- **Action item**
Going through the entries below, copy out each line that contains "Command".

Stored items
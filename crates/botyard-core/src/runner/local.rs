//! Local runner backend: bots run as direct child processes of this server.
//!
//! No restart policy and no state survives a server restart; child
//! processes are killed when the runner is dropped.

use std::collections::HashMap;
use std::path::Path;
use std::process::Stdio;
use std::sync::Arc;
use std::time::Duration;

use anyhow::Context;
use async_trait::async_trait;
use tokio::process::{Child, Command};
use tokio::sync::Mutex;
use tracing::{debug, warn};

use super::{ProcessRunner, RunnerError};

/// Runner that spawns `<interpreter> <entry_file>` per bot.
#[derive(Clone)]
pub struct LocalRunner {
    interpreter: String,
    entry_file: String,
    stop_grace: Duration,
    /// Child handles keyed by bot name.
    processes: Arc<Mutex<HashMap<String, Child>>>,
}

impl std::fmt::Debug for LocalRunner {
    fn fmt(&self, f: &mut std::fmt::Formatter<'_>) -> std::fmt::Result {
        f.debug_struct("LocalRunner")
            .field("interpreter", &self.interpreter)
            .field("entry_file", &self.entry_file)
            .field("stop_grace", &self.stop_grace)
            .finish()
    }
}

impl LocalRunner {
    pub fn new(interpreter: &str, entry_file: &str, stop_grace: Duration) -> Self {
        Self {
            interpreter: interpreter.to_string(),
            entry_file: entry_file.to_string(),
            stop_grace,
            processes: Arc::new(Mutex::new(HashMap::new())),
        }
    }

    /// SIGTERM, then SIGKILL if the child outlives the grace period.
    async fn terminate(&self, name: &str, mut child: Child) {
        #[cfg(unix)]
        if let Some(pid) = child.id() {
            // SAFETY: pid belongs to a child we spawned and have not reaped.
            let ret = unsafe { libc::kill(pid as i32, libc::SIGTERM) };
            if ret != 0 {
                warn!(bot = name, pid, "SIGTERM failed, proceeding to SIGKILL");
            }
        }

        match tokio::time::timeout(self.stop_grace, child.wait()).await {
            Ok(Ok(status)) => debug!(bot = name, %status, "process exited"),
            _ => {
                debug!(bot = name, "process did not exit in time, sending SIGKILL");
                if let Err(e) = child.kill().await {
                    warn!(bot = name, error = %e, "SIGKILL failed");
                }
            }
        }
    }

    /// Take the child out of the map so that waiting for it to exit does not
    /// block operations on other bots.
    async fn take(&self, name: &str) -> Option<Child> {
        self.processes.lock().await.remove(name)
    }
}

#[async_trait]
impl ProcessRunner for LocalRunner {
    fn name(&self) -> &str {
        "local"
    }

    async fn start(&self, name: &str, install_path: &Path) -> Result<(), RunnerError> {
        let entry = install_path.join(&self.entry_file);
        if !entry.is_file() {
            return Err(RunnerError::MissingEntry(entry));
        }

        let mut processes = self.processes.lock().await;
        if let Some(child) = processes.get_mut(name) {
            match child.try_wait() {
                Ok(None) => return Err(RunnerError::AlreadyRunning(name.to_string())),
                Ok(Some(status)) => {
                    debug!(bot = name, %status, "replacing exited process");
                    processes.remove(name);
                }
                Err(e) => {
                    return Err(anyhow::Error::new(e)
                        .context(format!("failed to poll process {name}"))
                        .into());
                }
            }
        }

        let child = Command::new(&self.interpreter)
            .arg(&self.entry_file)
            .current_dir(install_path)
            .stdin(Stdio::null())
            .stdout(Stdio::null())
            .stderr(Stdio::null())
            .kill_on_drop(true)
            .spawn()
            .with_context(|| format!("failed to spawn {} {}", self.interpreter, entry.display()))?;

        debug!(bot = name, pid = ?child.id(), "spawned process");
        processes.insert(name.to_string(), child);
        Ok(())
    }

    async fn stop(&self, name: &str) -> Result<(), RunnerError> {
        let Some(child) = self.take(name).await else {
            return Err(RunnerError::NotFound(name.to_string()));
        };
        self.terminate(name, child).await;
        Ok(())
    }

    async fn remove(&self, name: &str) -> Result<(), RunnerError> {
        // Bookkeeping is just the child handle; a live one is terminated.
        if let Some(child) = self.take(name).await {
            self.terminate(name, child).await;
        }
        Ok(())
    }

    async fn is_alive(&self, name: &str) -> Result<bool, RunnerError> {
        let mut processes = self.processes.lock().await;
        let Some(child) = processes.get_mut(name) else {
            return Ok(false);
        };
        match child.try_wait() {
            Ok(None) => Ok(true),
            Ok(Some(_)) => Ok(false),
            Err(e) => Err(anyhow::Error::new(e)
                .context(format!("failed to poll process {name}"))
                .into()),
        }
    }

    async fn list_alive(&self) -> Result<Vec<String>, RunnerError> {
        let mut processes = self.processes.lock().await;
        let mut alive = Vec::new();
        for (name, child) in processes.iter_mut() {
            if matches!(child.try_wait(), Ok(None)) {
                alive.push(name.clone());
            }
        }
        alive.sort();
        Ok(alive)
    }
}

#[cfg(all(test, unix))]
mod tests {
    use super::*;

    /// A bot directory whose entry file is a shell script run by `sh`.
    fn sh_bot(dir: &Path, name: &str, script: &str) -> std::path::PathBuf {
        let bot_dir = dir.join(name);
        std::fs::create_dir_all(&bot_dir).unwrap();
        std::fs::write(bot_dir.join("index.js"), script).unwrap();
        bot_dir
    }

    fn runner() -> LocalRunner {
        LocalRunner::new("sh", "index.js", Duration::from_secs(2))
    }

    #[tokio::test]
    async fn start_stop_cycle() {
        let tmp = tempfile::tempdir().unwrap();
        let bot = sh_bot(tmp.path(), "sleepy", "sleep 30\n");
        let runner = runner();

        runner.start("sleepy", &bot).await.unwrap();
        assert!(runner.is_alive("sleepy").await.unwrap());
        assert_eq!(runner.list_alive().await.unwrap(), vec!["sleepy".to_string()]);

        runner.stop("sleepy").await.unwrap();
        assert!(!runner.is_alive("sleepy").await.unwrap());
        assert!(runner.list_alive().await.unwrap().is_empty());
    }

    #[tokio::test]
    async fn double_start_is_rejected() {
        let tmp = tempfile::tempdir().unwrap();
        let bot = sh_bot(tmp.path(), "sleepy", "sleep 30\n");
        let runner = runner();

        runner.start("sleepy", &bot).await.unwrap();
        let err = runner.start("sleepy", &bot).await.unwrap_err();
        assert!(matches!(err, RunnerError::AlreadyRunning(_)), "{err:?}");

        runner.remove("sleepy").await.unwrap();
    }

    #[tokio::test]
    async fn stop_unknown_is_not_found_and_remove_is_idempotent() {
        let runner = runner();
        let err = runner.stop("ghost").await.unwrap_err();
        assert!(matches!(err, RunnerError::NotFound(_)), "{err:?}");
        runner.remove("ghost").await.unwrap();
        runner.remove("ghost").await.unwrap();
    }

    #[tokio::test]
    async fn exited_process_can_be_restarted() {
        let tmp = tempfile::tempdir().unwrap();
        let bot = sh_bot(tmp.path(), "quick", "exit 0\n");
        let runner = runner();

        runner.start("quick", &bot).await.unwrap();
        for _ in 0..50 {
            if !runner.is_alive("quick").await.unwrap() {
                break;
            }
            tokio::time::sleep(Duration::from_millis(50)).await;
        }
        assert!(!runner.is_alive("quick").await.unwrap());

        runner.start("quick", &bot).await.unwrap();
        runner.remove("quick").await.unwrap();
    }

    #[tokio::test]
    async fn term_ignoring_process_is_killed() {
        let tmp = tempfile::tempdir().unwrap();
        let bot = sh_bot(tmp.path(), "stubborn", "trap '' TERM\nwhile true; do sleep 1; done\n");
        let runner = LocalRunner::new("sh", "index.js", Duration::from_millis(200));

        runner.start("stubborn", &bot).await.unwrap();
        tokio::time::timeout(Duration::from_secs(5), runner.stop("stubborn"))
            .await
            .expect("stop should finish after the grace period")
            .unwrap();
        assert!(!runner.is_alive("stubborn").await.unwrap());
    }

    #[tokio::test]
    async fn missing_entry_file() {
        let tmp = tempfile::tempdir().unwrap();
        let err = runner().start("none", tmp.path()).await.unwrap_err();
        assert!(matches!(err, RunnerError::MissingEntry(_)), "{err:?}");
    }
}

- **Exercise output**
use tokio::process::{Child, Command};
        let child = Command::new(&self.interpreter)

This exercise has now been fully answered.